Endpoint PID file exists but process is not active.

This is either because the process died unexpectedly or the endpoint is running on another host.

get_status

get_status(
    name: str, proxystore_dir: str | None = None
) -> EndpointStatus

Check status of endpoint.

Parameters:

  • name (str) –

    Name of endpoint to check.

  • proxystore_dir (str | None, default: None ) –

    Optionally specify the proxystore home directory. Defaults to home_dir().

Returns:

  • EndpointStatus

    EndpointStatus.RUNNING if the endpoint has a valid directory and the PID file points to a running process. EndpointStatus.STOPPED if the endpoint has a valid directory and no PID file. EndpointStatus.UNKNOWN if the endpoint directory is missing or the config file is missing/unreadable. EndpointStatus.HANGING if the endpoint has a valid directory but the PID file does not point to a running process. This can be due to the endpoint process dying unexpectedly or the endpoint process is on a different host.

Source code in proxystore/endpoint/commands.py
def get_status(name: str, proxystore_dir: str | None = None) -> EndpointStatus:
    """Check status of endpoint.

    Args:
        name: Name of endpoint to check.
        proxystore_dir: Optionally specify the proxystore home directory.
            Defaults to [`home_dir()`][proxystore.utils.environment.home_dir].

    Returns:
        `EndpointStatus.RUNNING` if the endpoint has a valid directory and \
        the PID file points to a running process. \
        `EndpointStatus.STOPPED` if the endpoint has a valid directory and no \
        PID file. \
        `EndpointStatus.UNKNOWN` if the endpoint directory is missing or the \
        config file is missing/unreadable. \
        `EndpointStatus.HANGING` if the endpoint has a valid directory but \
        the PID file does not point to a running process. This can be due to \
        the endpoint process dying unexpectedly or the endpoint process is on \
        a different host.
    """
    if proxystore_dir is None:
        proxystore_dir = home_dir()

    endpoint_dir = os.path.join(proxystore_dir, name)
    if not os.path.isdir(endpoint_dir):
        return EndpointStatus.UNKNOWN

    try:
        read_config(endpoint_dir)
    except (FileNotFoundError, ValueError) as e:
        logger.error(e)
        return EndpointStatus.UNKNOWN

    pid_file = get_pid_filepath(endpoint_dir)
    if not os.path.isfile(pid_file):
        return EndpointStatus.STOPPED

    with open(pid_file) as f:
        pid = int(f.read().strip())

    if psutil.pid_exists(pid):
        return EndpointStatus.RUNNING
    else:
        return EndpointStatus.HANGING

configure_endpoint

configure_endpoint(
    name: str,
    *,
    port: int,
    relay_server: str | None,
    relay_auth: bool = True,
    proxystore_dir: str | None = None,
    peer_channels: int = 1,
    persist_data: bool = False
) -> int

Configure a new endpoint.

Parameters:

  • name (str) –

    Name of endpoint.

  • port (int) –

    Port for endpoint to listen on.

  • relay_server (str | None) –

    Optional relay server address for P2P endpoint connections.

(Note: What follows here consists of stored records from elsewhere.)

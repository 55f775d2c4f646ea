// src/analytics/bs_analytic.rs
//! Analytical Black-Scholes formulas for European options and Greeks
//!
//! # Mathematical Foundation
//!
//! With a continuous dividend yield q the underlying follows
//! ```text
//! dS_t = (r - q) S_t dt + σ S_t dW_t
//! ```
//! and European options have closed-form prices in terms of Φ(x). These are
//! validation oracles for the Monte Carlo engine; the Asian and barrier
//! pricers never consult them.
//!
//! Argument order everywhere: `(s, k, t, r, sigma, q)`.

use crate::math_utils::{norm_cdf, norm_pdf};
use crate::mc::payoffs::OptionSide;

/// d₁ and d₂
///
/// ```text
/// d₁ = [ln(S/K) + (r - q + σ²/2)T] / (σ√T)
/// d₂ = d₁ - σ√T
/// ```
fn d1_d2(s: f64, k: f64, t: f64, r: f64, sigma: f64, q: f64) -> (f64, f64) {
    let vol_sqrt_t = sigma * t.sqrt();
    let d1 = ((s / k).ln() + (r - q + 0.5 * sigma * sigma) * t) / vol_sqrt_t;
    (d1, d1 - vol_sqrt_t)
}

fn is_degenerate(t: f64, sigma: f64) -> bool {
    t <= 0.0 || sigma <= 0.0
}

/// Black-Scholes European option price
///
/// # Formula
/// ```text
/// C = S e^(-qT) Φ(d₁) - K e^(-rT) Φ(d₂)
/// P = K e^(-rT) Φ(-d₂) - S e^(-qT) Φ(-d₁)
/// ```
///
/// # Edge cases
/// - `t <= 0`: intrinsic value `max(S - K, 0)` / `max(K - S, 0)`
/// - `sigma <= 0`: the deterministic forward against the discounted strike,
///   `max(S e^(-qT) - K e^(-rT), 0)` and its put mirror
pub fn black_scholes(s: f64, k: f64, t: f64, r: f64, sigma: f64, q: f64, side: OptionSide) -> f64 {
    if t <= 0.0 {
        return side.intrinsic(s, k);
    }
    let forward = s * (-q * t).exp();
    let strike_pv = k * (-r * t).exp();
    if sigma <= 0.0 {
        return side.intrinsic(forward, strike_pv);
    }

    let (d1, d2) = d1_d2(s, k, t, r, sigma, q);
    match side {
        OptionSide::Call => forward * norm_cdf(d1) - strike_pv * norm_cdf(d2),
        OptionSide::Put => strike_pv * norm_cdf(-d2) - forward * norm_cdf(-d1),
    }
}

pub fn bs_call_price(s: f64, k: f64, t: f64, r: f64, sigma: f64, q: f64) -> f64 {
    black_scholes(s, k, t, r, sigma, q, OptionSide::Call)
}

pub fn bs_put_price(s: f64, k: f64, t: f64, r: f64, sigma: f64, q: f64) -> f64 {
    black_scholes(s, k, t, r, sigma, q, OptionSide::Put)
}

/// Black-Scholes Delta (∂V/∂S)
///
/// ```text
/// Δ_call = e^(-qT) Φ(d₁)
/// Δ_put  = -e^(-qT) Φ(-d₁)
/// ```
///
/// NaN when `t <= 0` or `sigma <= 0`, as for every analytic Greek here.
pub fn bs_delta(s: f64, k: f64, t: f64, r: f64, sigma: f64, q: f64, side: OptionSide) -> f64 {
    if is_degenerate(t, sigma) {
        return f64::NAN;
    }
    let (d1, _) = d1_d2(s, k, t, r, sigma, q);
    let carry = (-q * t).exp();
    match side {
        OptionSide::Call => carry * norm_cdf(d1),
        OptionSide::Put => -carry * norm_cdf(-d1),
    }
}

/// Black-Scholes Gamma (∂²V/∂S²), same for calls and puts
///
/// ```text
/// Γ = e^(-qT) φ(d₁) / (S σ √T)
/// ```
pub fn bs_gamma(s: f64, k: f64, t: f64, r: f64, sigma: f64, q: f64) -> f64 {
    if is_degenerate(t, sigma) {
        return f64::NAN;
    }
    let (d1, _) = d1_d2(s, k, t, r, sigma, q);
    (-q * t).exp() * norm_pdf(d1) / (s * sigma * t.sqrt())
}

/// Black-Scholes Vega (∂V/∂σ), same for calls and puts
///
/// ```text
/// ν = S e^(-qT) φ(d₁) √T
/// ```
///
/// Units: price change per 1.00 of volatility.
pub fn bs_vega(s: f64, k: f64, t: f64, r: f64, sigma: f64, q: f64) -> f64 {
    if is_degenerate(t, sigma) {
        return f64::NAN;
    }
    let (d1, _) = d1_d2(s, k, t, r, sigma, q);
    s * (-q * t).exp() * norm_pdf(d1) * t.sqrt()
}

/// Black-Scholes Theta (∂V/∂t, calendar time, per year)
///
/// ```text
/// Θ_call = -S e^(-qT) φ(d₁) σ / (2√T) - r K e^(-rT) Φ(d₂) + q S e^(-qT) Φ(d₁)
/// Θ_put  = -S e^(-qT) φ(d₁) σ / (2√T) + r K e^(-rT) Φ(-d₂) - q S e^(-qT) Φ(-d₁)
/// ```
pub fn bs_theta(s: f64, k: f64, t: f64, r: f64, sigma: f64, q: f64, side: OptionSide) -> f64 {
    if is_degenerate(t, sigma) {
        return f64::NAN;
    }
    let (d1, d2) = d1_d2(s, k, t, r, sigma, q);
    let forward = s * (-q * t).exp();
    let strike_pv = k * (-r * t).exp();
    let decay = -forward * norm_pdf(d1) * sigma / (2.0 * t.sqrt());
    match side {
        OptionSide::Call => decay - r * strike_pv * norm_cdf(d2) + q * forward * norm_cdf(d1),
        OptionSide::Put => decay + r * strike_pv * norm_cdf(-d2) - q * forward * norm_cdf(-d1),
    }
}

/// Black-Scholes Rho (∂V/∂r)
///
/// ```text
/// ρ_call = K T e^(-rT) Φ(d₂)
/// ρ_put  = -K T e^(-rT) Φ(-d₂)
/// ```
pub fn bs_rho(s: f64, k: f64, t: f64, r: f64, sigma: f64, q: f64, side: OptionSide) -> f64 {
    if is_degenerate(t, sigma) {
        return f64::NAN;
    }
    let (_, d2) = d1_d2(s, k, t, r, sigma, q);
    let strike_pv = k * (-r * t).exp();
    match side {
        OptionSide::Call => t * strike_pv * norm_cdf(d2),
        OptionSide::Put => -t * strike_pv * norm_cdf(-d2),
    }
}
pub mod gbm;
pub mod bs_analytic;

  • relay_auth (bool, default: True ) –

    Relay server used Globus Auth.

  • proxystore_dir (str | None, default: None ) –

    Optionally specify the proxystore home directory. Defaults to home_dir().

  • peer_channels (int, default: 1 ) –

    Number of datachannels per peer connection to another endpoint to communicate over.

  • persist_data (bool, default: False ) –

    Persist data stored in the endpoint.

Returns:

  • int

    Exit code where 0 is success and 1 is failure. Failure messages are logged to the default logger.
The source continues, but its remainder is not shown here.